- **Directions**: Write the records out again, exactly as they stand below.

(Supplied records begins)

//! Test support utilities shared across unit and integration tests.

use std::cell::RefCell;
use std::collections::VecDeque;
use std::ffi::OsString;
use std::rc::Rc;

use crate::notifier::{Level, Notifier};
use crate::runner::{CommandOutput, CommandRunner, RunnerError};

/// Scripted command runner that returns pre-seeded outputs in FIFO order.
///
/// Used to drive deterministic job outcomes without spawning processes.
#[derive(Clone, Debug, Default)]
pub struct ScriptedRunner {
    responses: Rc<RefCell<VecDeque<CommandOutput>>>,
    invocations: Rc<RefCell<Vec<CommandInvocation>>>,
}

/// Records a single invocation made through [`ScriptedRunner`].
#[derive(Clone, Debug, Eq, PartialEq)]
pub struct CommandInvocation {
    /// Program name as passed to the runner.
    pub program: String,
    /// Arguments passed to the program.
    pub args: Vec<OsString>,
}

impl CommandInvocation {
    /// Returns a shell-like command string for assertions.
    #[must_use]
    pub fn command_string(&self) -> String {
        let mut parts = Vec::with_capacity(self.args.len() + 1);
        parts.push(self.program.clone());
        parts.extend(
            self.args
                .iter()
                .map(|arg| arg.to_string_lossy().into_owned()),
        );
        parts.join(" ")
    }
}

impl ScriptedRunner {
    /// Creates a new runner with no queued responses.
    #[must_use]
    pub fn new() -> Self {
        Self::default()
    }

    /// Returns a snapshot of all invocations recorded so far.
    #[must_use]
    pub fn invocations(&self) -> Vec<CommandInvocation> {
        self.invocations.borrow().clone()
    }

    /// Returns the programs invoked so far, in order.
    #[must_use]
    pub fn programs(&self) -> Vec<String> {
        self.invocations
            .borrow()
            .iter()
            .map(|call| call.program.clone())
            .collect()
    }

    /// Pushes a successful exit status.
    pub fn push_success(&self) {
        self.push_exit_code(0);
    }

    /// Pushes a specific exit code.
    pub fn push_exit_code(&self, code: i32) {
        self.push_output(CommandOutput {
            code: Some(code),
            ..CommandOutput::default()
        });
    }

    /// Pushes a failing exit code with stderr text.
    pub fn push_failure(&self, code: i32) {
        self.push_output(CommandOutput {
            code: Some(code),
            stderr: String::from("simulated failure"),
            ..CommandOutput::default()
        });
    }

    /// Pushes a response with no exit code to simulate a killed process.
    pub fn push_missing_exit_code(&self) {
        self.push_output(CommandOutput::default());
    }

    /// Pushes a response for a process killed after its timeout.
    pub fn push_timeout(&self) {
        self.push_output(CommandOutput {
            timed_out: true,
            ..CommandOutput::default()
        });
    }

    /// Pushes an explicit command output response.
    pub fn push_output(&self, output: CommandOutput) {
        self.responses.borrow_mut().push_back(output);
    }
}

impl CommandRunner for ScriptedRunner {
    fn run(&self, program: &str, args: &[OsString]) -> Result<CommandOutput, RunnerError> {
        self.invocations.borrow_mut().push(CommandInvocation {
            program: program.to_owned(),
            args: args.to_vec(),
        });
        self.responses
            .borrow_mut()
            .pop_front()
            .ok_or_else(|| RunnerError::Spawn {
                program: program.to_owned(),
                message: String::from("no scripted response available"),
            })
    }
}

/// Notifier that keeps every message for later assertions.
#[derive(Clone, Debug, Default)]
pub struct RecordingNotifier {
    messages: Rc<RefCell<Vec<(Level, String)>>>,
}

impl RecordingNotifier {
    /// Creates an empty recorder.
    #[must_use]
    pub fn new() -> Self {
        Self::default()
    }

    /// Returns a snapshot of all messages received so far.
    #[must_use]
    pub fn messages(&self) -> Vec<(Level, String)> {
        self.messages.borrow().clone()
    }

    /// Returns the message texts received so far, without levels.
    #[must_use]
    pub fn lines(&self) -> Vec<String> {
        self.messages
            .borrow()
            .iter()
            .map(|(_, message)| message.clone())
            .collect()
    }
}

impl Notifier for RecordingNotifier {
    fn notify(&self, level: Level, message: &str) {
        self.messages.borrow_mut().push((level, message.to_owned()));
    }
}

(Supplied records ends)

- **Result**:
//! Test support utilities shared across unit and integration tests.

use std::cell::RefCell;
use std::collections::VecDeque;
use std::ffi::OsString;
use std::rc::Rc;

use crate::notifier::{Level, Notifier};
use crate::runner::{CommandOutput, CommandRunner, RunnerError};

/// Scripted command runner that returns pre-seeded outputs in FIFO order.
///
/// Used to drive deterministic job outcomes without spawning processes.
#[derive(Clone, Debug, Default)]
pub struct ScriptedRunner {
    responses: Rc<RefCell<VecDeque<CommandOutput>>>,
    invocations: Rc<RefCell<Vec<CommandInvocation>>>,
}

/// Records a single invocation made through [`ScriptedRunner`].
#[derive(Clone, Debug, Eq, PartialEq)]
pub struct CommandInvocation {
    /// Program name as passed to the runner.
    pub program: String,
    /// Arguments passed to the program.
    pub args: Vec<OsString>,
}

impl CommandInvocation {
    /// Returns a shell-like command string for assertions.
    #[must_use]
    pub fn command_string(&self) -> String {
        let mut parts = Vec::with_capacity(self.args.len() + 1);
        parts.push(self.program.clone());
        parts.extend(
            self.args
                .iter()
                .map(|arg| arg.to_string_lossy().into_owned()),
        );
        parts.join(" ")
    }
}

impl ScriptedRunner {
    /// Creates a new runner with no queued responses.
    #[must_use]
    pub fn new() -> Self {
        Self::default()
    }

    /// Returns a snapshot of all invocations recorded so far.
    #[must_use]
    pub fn invocations(&self) -> Vec<CommandInvocation> {
        self.invocations.borrow().clone()
    }

    /// Returns the programs invoked so far, in order.
    #[must_use]
    pub fn programs(&self) -> Vec<String> {
        self.invocations
            .borrow()
            .iter()
            .map(|call| call.program.clone())
            .collect()
    }

    /// Pushes a successful exit status.
    pub fn push_success(&self) {
        self.push_exit_code(0);
    }

    /// Pushes a specific exit code.
    pub fn push_exit_code(&self, code: i32) {
        self.push_output(CommandOutput {
            code: Some(code),
            ..CommandOutput::default()
        });
    }

    /// Pushes a failing exit code with stderr text.
    pub fn push_failure(&self, code: i32) {
        self.push_output(CommandOutput {
            code: Some(code),
            stderr: String::from("simulated failure"),
            ..CommandOutput::default()
        });
    }

    /// Pushes a response with no exit code to simulate a killed process.
    pub fn push_missing_exit_code(&self) {
        self.push_output(CommandOutput::default());
    }

    /// Pushes a response for a process killed after its timeout.
    pub fn push_timeout(&self) {
        self.push_output(CommandOutput {
            timed_out: true,
            ..CommandOutput::default()
        });
    }

    /// Pushes an explicit command output response.
    pub fn push_output(&self, output: CommandOutput) {
        self.responses.borrow_mut().push_back(output);
    }
}

impl CommandRunner for ScriptedRunner {
    fn run(&self, program: &str, args: &[OsString]) -> Result<CommandOutput, RunnerError> {
        self.invocations.borrow_mut().push(CommandInvocation {
            program: program.to_owned(),
            args: args.to_vec(),
        });
        self.responses
            .borrow_mut()
            .pop_front()
            .ok_or_else(|| RunnerError::Spawn {
                program: program.to_owned(),
                message: String::from("no scripted response available"),
            })
    }
}

/// Notifier that keeps every message for later assertions.
#[derive(Clone, Debug, Default)]
pub struct RecordingNotifier {
    messages: Rc<RefCell<Vec<(Level, String)>>>,
}

impl RecordingNotifier {
    /// Creates an empty recorder.
    #[must_use]
    pub fn new() -> Self {
        Self::default()
    }

    /// Returns a snapshot of all messages received so far.
    #[must_use]
    pub fn messages(&self) -> Vec<(Level, String)> {
        self.messages.borrow().clone()
    }

    /// Returns the message texts received so far, without levels.
    #[must_use]
    pub fn lines(&self) -> Vec<String> {
        self.messages
            .borrow()
            .iter()
            .map(|(_, message)| message.clone())
            .collect()
    }
}

impl Notifier for RecordingNotifier {
    fn notify(&self, level: Level, message: &str) {
        self.messages.borrow_mut().push((level, message.to_owned()));
    }
}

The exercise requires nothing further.